> YOUR GOAL:
Give only the number of lines in these records that include "caps".

START MATERIALS PROVIDED

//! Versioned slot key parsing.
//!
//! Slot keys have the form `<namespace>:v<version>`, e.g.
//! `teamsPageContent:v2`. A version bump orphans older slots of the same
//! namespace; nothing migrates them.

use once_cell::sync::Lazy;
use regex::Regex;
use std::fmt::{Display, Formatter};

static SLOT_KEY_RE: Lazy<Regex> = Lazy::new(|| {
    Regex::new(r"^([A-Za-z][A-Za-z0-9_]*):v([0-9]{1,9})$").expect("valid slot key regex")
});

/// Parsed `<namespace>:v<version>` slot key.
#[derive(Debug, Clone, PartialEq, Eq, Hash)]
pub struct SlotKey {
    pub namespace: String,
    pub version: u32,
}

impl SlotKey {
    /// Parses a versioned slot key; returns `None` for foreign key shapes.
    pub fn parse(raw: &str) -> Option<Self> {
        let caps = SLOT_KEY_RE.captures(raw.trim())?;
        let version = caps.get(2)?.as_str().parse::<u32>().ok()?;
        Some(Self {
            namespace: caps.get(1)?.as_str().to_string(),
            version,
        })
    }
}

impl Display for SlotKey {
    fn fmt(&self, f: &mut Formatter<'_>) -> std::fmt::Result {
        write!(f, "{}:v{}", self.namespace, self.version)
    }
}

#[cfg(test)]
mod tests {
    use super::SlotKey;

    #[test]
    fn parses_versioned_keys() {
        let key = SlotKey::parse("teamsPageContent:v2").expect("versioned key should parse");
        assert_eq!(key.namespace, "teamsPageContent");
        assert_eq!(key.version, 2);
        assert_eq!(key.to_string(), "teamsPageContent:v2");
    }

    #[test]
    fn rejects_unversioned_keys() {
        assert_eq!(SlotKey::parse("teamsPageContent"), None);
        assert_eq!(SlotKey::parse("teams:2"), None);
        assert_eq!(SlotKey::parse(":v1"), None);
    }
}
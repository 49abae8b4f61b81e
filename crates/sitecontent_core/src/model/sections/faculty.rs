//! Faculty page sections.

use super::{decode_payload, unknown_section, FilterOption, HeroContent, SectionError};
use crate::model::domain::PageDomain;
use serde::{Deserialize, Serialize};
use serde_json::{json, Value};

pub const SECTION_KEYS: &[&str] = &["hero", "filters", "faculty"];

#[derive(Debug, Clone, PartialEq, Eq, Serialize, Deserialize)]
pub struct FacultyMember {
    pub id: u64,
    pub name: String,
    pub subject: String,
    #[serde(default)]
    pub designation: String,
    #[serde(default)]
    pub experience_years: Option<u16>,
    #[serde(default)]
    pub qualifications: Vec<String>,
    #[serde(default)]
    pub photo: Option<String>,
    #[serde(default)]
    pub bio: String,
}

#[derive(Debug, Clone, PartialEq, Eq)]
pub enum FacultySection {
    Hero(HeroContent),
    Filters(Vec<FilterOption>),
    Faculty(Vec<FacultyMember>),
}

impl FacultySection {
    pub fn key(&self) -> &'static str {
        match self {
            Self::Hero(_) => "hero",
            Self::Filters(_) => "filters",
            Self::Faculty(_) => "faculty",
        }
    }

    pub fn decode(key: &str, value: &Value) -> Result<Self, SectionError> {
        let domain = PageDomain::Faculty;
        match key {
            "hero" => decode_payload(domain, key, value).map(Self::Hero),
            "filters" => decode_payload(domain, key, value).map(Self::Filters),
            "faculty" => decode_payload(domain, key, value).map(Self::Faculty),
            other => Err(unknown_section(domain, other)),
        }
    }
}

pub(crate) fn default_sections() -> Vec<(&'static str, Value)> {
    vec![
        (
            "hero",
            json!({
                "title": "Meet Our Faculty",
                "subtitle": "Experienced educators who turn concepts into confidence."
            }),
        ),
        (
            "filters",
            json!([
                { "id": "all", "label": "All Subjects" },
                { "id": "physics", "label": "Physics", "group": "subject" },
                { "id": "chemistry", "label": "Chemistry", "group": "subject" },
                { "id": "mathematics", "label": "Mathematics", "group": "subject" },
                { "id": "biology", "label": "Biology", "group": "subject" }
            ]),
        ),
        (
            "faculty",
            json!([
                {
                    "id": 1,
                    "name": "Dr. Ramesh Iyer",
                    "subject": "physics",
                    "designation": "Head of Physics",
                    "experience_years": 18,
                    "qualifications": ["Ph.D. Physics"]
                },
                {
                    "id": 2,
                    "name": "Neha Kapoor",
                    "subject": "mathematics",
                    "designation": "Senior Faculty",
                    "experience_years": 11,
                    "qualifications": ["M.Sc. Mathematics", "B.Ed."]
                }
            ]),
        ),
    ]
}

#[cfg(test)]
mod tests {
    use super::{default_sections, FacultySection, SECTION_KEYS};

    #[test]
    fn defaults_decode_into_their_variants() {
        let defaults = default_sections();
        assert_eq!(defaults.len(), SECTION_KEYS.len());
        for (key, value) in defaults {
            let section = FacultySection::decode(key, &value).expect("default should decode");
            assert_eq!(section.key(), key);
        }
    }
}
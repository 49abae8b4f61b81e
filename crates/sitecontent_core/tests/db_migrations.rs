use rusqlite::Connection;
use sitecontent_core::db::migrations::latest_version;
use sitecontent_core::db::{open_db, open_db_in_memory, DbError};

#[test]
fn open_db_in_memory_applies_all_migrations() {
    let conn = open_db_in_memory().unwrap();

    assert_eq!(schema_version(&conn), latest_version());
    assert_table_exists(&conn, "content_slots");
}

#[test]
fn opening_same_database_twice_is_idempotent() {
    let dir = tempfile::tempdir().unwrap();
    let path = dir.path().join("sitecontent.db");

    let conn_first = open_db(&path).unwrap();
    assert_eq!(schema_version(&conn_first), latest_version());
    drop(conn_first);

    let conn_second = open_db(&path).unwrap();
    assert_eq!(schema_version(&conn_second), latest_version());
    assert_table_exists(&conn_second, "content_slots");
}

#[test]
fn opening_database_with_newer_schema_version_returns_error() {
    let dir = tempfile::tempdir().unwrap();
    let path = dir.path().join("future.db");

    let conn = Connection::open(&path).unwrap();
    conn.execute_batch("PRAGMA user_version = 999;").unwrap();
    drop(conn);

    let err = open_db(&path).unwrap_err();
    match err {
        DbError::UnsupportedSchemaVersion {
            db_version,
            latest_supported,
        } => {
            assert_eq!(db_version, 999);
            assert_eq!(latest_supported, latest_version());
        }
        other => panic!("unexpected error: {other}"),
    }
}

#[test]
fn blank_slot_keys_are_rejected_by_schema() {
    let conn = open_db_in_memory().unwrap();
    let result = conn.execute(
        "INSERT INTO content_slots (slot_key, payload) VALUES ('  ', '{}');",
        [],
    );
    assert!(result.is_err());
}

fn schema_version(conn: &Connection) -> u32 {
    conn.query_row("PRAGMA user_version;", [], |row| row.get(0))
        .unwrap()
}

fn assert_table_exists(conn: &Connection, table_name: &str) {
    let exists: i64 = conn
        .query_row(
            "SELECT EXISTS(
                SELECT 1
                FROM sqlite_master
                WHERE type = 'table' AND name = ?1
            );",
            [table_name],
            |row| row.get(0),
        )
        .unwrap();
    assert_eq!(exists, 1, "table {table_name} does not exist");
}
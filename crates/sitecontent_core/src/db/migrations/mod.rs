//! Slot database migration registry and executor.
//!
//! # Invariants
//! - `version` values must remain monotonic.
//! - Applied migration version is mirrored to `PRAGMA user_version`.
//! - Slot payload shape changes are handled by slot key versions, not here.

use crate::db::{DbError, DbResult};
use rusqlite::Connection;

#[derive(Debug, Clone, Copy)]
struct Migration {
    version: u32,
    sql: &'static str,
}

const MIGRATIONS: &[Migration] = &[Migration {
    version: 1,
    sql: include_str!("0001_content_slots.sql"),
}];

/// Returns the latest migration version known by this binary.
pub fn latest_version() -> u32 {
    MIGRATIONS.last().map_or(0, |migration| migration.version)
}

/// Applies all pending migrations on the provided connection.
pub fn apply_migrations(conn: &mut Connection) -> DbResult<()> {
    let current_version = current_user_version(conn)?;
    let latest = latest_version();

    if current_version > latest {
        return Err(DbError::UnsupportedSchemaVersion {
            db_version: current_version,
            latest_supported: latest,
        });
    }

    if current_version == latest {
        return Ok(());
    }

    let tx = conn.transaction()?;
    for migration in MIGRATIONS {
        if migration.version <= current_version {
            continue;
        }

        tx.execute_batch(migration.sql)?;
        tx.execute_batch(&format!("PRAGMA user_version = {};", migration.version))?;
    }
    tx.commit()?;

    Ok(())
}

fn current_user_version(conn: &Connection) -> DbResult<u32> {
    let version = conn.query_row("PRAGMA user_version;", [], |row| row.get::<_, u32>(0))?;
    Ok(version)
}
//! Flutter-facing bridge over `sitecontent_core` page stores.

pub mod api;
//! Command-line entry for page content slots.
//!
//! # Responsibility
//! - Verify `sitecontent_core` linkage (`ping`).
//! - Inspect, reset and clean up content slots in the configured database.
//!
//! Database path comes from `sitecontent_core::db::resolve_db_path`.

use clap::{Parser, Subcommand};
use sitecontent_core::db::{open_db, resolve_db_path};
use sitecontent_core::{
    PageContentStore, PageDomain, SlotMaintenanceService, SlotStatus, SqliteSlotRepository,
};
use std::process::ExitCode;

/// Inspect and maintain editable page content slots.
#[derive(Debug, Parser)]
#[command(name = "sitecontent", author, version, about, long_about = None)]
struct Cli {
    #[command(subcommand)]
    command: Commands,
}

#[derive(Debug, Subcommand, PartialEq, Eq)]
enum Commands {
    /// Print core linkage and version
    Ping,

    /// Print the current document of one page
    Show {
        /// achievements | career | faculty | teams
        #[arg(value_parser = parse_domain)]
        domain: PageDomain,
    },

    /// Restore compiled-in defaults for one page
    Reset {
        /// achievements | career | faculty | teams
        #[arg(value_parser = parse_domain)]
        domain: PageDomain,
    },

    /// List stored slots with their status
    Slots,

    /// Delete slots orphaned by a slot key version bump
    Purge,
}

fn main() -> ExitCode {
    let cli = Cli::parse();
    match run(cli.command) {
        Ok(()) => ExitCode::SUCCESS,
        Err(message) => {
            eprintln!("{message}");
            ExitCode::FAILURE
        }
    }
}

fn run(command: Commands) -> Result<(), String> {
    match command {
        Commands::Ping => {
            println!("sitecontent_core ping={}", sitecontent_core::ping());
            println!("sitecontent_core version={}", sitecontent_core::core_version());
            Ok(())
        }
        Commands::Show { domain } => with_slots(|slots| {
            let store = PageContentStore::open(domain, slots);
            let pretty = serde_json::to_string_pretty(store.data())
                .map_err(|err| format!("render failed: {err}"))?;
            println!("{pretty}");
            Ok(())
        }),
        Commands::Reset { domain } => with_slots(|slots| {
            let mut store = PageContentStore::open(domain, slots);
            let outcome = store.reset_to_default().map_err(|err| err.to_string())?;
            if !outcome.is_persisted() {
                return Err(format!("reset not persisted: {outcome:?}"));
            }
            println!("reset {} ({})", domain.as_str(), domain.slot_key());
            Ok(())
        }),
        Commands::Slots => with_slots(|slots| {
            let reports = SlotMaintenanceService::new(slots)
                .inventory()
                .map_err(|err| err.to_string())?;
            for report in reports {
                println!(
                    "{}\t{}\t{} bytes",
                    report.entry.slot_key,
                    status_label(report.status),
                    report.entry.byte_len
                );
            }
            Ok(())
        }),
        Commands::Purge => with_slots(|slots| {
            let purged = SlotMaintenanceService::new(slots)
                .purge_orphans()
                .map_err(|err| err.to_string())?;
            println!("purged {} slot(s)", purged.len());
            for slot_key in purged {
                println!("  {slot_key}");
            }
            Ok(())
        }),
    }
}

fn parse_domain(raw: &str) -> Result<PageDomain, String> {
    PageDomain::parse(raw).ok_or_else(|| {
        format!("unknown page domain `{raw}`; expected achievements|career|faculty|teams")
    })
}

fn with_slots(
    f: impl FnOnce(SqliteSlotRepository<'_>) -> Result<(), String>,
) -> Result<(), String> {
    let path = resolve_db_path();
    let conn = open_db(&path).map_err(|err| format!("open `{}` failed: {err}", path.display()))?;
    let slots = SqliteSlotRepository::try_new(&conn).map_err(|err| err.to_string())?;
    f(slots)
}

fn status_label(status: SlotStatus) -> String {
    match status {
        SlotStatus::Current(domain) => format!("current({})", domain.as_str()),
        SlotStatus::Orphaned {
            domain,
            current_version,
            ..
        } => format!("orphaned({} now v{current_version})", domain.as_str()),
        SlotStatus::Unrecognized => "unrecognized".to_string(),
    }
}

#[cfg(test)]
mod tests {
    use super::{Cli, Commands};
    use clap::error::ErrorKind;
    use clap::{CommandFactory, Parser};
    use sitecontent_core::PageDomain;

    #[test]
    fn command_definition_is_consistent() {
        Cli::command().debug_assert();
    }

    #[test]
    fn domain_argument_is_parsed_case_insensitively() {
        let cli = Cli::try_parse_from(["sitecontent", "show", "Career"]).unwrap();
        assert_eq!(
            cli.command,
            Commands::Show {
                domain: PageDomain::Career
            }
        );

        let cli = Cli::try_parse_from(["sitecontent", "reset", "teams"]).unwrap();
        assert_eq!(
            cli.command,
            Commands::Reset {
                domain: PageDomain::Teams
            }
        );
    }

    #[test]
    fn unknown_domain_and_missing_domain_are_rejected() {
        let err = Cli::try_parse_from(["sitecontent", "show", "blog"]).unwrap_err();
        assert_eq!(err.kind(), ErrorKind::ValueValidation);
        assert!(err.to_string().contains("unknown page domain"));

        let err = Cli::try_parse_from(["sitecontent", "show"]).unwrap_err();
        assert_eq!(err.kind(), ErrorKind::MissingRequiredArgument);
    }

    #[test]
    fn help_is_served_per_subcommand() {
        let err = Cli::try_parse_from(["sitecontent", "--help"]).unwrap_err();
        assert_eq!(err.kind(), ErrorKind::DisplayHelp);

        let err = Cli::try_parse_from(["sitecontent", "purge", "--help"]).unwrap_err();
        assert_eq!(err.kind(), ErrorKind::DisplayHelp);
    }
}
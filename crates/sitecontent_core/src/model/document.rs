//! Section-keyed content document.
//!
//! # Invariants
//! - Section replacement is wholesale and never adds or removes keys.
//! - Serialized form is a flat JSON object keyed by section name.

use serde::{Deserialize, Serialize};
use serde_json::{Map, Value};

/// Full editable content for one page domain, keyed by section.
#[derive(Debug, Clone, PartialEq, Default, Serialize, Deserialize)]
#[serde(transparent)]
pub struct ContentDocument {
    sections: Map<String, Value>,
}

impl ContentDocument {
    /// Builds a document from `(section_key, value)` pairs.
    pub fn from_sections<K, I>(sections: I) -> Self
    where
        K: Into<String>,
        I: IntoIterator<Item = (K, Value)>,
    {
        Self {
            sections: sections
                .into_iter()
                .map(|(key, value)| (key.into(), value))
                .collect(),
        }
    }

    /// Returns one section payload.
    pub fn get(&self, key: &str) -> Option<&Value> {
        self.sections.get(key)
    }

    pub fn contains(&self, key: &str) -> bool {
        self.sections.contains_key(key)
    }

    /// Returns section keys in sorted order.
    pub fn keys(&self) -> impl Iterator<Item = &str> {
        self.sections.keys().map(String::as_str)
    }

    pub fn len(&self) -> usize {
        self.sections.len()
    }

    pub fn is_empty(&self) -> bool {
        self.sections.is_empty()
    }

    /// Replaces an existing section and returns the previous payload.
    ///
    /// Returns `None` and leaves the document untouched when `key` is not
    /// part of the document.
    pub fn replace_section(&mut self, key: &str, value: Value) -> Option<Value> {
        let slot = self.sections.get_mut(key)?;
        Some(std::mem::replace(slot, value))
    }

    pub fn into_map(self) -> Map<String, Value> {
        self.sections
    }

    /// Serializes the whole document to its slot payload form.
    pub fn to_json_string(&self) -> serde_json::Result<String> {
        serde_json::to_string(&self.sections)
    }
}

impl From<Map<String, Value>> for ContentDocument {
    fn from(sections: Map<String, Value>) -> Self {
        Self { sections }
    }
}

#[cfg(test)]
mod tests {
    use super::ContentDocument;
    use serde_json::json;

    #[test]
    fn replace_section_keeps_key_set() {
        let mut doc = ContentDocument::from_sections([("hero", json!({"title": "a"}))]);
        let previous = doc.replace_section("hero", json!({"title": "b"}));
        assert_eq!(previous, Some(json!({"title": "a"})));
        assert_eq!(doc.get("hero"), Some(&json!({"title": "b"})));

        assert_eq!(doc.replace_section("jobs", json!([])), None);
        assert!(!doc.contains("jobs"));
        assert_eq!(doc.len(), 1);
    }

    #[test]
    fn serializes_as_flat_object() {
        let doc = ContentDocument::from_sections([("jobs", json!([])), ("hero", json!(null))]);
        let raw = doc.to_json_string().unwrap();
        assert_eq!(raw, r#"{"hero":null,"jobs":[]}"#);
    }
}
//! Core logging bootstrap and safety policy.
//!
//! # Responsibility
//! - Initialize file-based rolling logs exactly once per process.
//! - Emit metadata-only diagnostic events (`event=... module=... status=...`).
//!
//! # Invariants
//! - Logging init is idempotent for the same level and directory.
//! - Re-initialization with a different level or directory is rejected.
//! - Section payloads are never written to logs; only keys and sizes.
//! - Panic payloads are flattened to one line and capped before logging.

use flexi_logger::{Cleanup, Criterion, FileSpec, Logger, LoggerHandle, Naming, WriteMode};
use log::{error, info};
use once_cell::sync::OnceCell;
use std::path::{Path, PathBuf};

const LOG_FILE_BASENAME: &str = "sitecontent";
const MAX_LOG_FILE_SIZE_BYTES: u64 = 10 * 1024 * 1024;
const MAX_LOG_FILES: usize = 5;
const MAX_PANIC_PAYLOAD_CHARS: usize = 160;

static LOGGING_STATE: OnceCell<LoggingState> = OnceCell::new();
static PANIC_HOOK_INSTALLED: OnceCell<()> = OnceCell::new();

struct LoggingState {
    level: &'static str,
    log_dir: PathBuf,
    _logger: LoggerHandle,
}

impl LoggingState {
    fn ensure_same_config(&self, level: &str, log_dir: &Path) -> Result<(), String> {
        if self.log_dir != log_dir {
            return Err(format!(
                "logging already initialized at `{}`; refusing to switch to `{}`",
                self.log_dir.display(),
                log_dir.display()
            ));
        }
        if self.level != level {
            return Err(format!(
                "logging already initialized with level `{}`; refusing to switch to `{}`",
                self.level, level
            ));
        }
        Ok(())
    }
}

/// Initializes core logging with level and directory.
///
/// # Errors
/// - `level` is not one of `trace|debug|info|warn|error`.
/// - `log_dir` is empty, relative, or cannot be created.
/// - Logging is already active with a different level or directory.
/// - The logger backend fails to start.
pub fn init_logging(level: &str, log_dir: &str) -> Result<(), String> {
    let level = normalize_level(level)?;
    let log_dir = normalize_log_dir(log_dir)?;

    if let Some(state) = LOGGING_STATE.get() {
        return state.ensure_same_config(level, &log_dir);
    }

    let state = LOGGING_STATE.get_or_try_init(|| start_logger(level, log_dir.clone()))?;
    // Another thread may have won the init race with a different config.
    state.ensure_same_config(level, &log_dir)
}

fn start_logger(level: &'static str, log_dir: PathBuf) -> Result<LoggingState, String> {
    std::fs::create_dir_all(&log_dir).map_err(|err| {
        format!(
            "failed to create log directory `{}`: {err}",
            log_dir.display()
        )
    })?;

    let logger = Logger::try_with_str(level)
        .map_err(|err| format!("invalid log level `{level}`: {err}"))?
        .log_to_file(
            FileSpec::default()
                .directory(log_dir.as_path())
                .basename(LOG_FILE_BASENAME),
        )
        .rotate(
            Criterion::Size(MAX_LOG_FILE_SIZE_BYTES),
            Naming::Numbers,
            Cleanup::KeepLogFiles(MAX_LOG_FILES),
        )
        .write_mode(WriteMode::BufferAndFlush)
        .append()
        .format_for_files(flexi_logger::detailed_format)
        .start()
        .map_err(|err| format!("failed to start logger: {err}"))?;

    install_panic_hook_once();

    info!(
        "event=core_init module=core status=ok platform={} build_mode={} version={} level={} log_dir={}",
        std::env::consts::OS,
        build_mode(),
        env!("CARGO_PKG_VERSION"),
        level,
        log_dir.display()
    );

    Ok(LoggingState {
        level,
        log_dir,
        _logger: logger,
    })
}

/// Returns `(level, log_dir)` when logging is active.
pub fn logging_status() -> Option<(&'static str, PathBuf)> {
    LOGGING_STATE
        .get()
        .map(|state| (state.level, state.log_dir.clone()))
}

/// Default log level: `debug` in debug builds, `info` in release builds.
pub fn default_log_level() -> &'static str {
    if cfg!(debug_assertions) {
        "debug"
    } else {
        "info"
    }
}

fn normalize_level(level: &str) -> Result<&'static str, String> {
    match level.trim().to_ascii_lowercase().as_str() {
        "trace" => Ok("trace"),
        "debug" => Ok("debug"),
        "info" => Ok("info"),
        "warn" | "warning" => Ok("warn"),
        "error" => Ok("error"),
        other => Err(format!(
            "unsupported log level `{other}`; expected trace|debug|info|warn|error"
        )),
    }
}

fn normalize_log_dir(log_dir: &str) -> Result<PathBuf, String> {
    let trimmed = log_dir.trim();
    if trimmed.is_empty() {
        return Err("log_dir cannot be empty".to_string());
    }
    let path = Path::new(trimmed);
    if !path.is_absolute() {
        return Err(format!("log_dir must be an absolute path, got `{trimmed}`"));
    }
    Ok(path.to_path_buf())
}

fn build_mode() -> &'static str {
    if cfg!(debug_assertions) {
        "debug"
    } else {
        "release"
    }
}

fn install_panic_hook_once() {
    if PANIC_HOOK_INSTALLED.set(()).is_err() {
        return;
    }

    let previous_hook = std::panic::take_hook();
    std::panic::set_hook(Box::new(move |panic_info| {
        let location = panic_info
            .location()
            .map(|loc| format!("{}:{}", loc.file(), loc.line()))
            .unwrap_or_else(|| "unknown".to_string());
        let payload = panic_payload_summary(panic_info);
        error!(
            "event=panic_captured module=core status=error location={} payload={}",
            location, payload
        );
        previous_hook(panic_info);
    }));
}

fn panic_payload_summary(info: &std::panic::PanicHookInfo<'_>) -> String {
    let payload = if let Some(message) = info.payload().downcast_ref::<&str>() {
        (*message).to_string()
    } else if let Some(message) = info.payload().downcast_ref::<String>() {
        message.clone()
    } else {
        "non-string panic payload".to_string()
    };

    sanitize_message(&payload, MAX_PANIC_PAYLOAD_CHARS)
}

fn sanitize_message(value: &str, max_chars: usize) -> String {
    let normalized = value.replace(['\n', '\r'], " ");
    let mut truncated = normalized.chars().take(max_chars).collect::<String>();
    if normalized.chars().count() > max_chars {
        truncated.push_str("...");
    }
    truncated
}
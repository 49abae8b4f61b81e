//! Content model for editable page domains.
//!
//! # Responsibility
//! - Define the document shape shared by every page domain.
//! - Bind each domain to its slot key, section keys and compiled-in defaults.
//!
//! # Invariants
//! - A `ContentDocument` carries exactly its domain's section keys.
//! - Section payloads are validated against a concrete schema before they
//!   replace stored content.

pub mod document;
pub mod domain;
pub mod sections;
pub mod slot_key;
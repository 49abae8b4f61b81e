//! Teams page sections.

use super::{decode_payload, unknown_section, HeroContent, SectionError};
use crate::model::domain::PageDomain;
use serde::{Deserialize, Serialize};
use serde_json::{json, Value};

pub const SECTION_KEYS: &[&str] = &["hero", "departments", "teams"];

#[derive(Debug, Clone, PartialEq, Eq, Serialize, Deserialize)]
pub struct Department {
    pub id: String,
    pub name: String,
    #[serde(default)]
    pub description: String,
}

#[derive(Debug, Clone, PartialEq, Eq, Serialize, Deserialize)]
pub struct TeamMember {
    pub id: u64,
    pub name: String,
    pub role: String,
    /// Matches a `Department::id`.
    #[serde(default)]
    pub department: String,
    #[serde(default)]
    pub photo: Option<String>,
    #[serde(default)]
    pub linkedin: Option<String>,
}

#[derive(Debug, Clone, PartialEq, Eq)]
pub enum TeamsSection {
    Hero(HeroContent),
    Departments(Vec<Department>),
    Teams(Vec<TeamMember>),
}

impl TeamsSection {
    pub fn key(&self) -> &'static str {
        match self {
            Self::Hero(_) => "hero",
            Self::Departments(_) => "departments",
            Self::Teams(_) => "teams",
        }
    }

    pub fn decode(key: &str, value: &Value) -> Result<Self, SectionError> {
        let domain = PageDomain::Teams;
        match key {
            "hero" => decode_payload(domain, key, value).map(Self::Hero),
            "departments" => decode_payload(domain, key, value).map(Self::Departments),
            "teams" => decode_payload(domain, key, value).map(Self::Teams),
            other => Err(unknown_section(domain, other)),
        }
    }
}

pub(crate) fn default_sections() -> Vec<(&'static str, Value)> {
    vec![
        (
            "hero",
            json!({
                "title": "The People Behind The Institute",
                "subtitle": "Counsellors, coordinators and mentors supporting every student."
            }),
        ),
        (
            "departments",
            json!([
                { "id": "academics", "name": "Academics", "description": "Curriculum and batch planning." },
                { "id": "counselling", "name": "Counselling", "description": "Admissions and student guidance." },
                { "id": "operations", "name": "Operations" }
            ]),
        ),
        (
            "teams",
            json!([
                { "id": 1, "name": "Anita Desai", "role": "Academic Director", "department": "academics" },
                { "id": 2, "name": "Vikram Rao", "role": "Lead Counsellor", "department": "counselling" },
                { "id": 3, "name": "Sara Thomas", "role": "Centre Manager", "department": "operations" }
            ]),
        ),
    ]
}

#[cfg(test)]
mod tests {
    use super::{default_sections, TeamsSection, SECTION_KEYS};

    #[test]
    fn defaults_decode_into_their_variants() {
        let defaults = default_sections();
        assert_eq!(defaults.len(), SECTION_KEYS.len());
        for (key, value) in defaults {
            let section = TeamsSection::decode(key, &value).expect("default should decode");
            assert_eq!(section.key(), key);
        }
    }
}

END MATERIALS PROVIDED

> ANSWER TO THE EXERCISE:
3